Below are some records. Copy every line in them that holds "pongs".

********

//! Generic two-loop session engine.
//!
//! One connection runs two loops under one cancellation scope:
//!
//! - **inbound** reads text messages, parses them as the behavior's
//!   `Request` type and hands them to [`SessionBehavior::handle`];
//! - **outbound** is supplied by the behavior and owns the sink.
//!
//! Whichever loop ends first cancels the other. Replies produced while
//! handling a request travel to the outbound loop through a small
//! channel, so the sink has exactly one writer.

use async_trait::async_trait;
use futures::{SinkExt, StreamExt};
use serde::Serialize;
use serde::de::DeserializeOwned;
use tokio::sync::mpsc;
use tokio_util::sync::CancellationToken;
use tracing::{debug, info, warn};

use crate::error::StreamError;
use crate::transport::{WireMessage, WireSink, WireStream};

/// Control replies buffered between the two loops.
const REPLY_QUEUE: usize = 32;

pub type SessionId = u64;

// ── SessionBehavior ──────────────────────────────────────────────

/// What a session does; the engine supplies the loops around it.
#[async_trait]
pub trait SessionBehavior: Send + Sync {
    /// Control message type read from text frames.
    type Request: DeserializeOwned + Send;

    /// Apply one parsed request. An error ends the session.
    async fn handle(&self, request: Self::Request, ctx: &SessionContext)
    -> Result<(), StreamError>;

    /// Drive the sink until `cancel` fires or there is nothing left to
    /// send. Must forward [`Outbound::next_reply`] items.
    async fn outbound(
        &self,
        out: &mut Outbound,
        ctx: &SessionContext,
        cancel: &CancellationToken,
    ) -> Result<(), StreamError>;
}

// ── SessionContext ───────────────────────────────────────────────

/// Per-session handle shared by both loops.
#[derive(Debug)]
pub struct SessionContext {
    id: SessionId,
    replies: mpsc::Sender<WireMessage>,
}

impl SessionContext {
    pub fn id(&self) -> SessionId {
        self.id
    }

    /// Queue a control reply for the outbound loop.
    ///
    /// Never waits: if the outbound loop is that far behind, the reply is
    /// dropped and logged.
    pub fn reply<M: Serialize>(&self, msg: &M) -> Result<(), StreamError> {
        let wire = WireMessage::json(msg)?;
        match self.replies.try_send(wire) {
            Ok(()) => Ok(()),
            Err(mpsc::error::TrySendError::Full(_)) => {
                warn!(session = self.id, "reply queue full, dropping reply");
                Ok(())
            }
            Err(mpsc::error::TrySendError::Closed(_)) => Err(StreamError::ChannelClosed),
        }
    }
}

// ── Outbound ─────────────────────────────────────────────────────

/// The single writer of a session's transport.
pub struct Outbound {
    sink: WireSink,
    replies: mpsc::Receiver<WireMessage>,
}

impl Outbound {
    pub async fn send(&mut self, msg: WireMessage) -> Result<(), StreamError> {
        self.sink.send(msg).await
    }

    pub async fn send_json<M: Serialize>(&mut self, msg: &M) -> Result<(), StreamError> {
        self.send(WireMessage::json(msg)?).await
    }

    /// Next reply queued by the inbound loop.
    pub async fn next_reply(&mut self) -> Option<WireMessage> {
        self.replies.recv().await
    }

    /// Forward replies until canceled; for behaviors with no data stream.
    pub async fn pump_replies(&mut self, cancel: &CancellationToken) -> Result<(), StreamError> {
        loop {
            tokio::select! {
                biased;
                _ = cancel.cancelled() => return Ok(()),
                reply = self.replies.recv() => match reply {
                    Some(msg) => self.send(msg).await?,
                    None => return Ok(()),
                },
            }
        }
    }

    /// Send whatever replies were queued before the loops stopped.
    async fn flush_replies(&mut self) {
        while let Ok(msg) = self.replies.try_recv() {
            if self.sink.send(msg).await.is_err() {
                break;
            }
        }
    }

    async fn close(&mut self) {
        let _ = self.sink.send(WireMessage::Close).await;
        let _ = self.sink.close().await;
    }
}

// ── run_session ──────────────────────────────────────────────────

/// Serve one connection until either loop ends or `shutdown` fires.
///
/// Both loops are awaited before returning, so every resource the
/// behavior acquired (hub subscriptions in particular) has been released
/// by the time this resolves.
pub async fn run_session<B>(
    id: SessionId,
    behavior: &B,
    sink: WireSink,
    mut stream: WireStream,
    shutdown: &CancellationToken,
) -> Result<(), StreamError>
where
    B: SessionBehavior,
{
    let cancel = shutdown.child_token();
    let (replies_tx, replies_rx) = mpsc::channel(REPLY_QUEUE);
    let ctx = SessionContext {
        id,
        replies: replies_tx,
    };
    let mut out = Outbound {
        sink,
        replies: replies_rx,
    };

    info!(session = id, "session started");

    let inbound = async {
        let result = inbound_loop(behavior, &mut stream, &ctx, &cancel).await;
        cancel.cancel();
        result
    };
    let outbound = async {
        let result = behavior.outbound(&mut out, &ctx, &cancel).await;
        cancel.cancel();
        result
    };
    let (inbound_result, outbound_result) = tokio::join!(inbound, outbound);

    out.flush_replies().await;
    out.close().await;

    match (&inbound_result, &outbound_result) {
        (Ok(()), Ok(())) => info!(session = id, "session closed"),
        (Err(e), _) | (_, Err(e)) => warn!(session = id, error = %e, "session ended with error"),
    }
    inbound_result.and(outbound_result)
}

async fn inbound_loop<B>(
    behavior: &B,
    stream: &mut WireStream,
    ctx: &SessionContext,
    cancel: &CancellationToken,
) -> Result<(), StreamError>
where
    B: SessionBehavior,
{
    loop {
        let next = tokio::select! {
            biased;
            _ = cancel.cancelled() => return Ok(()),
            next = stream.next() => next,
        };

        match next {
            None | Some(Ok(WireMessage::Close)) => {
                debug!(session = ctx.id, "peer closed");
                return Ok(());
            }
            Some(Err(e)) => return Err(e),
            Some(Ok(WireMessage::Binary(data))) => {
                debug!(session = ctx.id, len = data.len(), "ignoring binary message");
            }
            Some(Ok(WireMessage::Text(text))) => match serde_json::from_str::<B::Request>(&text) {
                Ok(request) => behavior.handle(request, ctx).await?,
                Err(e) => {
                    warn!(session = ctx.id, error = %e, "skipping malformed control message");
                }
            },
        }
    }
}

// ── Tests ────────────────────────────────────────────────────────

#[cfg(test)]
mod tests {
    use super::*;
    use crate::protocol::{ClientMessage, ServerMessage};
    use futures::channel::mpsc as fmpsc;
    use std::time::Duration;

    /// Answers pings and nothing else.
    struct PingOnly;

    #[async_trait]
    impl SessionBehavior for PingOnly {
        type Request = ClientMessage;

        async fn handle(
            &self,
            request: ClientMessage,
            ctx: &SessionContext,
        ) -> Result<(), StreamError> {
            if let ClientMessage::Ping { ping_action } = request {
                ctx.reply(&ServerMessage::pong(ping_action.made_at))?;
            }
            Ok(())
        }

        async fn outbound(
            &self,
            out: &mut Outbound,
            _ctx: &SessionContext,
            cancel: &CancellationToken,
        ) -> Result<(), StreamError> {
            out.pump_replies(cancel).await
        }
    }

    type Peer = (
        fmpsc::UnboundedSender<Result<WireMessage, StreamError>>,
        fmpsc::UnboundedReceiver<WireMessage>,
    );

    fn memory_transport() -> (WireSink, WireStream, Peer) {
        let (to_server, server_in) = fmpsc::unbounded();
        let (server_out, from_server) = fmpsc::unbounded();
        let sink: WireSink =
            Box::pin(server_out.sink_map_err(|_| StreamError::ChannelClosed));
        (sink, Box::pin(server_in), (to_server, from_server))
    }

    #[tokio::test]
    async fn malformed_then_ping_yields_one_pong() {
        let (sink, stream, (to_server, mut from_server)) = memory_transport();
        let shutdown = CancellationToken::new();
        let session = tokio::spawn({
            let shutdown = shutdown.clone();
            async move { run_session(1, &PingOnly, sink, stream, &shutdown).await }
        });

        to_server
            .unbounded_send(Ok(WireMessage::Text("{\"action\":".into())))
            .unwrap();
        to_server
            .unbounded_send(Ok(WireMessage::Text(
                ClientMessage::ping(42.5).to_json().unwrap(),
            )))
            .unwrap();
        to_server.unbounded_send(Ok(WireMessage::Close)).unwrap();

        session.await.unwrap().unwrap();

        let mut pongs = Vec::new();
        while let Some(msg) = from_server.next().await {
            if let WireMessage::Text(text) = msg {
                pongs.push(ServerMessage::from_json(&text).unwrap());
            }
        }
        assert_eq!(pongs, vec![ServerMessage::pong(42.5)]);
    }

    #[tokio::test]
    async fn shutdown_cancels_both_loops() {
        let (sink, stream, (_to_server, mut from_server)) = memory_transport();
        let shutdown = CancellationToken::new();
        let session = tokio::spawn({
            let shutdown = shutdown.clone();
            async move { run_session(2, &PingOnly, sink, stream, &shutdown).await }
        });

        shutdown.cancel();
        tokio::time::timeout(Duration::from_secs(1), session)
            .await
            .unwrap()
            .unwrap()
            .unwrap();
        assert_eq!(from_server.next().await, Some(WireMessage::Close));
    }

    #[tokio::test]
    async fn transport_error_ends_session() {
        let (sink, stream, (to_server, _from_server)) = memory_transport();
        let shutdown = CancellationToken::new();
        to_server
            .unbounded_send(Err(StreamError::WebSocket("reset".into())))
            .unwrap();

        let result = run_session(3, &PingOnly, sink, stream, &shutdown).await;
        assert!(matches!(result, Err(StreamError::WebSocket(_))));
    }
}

********

== Output ==
        let mut pongs = Vec::new();
                pongs.push(ServerMessage::from_json(&text).unwrap());
        assert_eq!(pongs, vec![ServerMessage::pong(42.5)]);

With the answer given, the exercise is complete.